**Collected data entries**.
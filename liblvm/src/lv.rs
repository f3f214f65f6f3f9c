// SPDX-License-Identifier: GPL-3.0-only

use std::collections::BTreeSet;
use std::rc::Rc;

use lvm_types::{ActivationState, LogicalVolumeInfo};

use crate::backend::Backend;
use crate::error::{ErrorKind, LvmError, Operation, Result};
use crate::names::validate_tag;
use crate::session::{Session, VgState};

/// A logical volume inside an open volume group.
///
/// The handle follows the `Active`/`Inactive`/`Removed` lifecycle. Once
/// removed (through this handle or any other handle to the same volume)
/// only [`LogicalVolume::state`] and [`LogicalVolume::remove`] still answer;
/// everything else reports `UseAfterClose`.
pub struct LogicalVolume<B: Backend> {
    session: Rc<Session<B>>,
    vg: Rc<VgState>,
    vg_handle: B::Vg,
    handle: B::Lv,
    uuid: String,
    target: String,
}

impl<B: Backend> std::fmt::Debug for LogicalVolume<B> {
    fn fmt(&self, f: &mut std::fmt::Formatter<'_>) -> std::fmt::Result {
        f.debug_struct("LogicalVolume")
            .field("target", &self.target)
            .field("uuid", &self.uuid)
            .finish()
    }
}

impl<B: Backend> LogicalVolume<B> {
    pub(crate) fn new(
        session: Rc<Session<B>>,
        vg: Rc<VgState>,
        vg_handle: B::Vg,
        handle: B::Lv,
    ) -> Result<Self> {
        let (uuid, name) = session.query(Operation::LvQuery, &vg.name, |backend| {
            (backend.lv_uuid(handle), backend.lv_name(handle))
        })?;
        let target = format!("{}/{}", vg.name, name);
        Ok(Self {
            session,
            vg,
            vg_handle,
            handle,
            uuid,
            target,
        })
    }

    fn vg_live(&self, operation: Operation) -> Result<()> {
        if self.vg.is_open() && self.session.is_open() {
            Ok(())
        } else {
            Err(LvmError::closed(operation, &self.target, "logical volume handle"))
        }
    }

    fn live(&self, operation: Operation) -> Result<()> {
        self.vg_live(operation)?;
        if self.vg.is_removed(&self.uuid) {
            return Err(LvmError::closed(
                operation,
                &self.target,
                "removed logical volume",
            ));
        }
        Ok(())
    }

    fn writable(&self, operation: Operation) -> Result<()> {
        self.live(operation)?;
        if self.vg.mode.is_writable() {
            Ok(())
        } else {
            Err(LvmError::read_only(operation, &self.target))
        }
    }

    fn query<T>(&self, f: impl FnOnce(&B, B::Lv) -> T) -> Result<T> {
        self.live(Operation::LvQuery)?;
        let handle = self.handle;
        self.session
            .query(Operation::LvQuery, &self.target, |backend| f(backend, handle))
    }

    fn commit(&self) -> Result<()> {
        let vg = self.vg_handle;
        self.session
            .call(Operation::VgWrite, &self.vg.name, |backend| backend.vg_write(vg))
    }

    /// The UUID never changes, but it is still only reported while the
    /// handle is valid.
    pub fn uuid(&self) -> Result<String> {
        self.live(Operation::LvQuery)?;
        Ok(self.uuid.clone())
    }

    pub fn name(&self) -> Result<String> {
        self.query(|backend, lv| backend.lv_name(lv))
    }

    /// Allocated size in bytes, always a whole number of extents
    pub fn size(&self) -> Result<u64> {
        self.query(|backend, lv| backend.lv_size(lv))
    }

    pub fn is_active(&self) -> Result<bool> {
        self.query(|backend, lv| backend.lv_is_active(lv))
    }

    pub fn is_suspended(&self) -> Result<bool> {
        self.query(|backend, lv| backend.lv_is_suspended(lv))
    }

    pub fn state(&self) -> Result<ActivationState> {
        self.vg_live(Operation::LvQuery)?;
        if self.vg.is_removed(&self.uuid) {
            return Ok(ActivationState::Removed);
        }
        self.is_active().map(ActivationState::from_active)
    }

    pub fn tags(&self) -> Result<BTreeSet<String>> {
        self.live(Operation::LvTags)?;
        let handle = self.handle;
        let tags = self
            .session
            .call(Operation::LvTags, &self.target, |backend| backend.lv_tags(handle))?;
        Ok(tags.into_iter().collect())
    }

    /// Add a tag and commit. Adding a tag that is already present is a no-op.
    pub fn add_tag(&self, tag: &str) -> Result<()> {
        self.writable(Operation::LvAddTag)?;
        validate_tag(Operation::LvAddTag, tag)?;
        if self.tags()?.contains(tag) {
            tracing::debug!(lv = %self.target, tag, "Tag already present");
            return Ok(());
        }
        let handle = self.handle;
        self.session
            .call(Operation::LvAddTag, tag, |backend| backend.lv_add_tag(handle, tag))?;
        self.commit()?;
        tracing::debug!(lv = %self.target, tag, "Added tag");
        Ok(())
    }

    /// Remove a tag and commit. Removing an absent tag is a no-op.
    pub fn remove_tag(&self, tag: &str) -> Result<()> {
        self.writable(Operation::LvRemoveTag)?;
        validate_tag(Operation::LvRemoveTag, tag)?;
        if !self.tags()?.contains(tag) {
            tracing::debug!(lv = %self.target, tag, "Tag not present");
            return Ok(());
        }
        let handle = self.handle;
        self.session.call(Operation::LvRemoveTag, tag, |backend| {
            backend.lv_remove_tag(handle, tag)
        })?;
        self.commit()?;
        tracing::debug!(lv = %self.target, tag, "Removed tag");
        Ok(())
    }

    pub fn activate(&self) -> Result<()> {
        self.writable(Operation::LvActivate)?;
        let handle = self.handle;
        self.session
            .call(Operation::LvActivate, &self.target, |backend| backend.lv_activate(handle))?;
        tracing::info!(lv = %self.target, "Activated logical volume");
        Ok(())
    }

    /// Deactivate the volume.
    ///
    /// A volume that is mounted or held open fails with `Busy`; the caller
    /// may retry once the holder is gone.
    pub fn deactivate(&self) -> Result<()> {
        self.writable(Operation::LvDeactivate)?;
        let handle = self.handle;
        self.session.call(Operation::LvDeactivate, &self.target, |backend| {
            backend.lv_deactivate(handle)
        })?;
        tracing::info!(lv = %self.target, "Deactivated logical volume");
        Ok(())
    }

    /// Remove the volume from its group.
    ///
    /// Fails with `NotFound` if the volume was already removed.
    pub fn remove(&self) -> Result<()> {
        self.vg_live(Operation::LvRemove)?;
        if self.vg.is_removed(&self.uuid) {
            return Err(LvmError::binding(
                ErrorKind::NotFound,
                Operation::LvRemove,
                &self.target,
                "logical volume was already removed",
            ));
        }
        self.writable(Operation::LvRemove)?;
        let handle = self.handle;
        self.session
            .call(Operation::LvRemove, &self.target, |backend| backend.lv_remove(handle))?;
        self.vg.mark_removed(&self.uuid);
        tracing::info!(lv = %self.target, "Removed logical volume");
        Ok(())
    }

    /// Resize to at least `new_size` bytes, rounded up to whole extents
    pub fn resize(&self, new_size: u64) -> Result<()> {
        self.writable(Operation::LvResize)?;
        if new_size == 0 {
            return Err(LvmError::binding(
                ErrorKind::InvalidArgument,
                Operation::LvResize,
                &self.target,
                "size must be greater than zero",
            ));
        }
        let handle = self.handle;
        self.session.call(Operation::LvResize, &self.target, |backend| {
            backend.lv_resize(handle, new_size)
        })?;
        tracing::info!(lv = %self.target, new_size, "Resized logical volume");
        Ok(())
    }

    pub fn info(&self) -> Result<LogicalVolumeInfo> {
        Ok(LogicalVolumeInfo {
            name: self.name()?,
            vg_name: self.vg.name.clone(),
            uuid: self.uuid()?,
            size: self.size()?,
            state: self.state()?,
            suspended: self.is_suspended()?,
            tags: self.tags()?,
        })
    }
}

**What is being asked**. Lines containing the word "LvResize" must be found in the data above and copied.

**Answer to this task**.
        self.writable(Operation::LvResize)?;
                Operation::LvResize,
        self.session.call(Operation::LvResize, &self.target, |backend| {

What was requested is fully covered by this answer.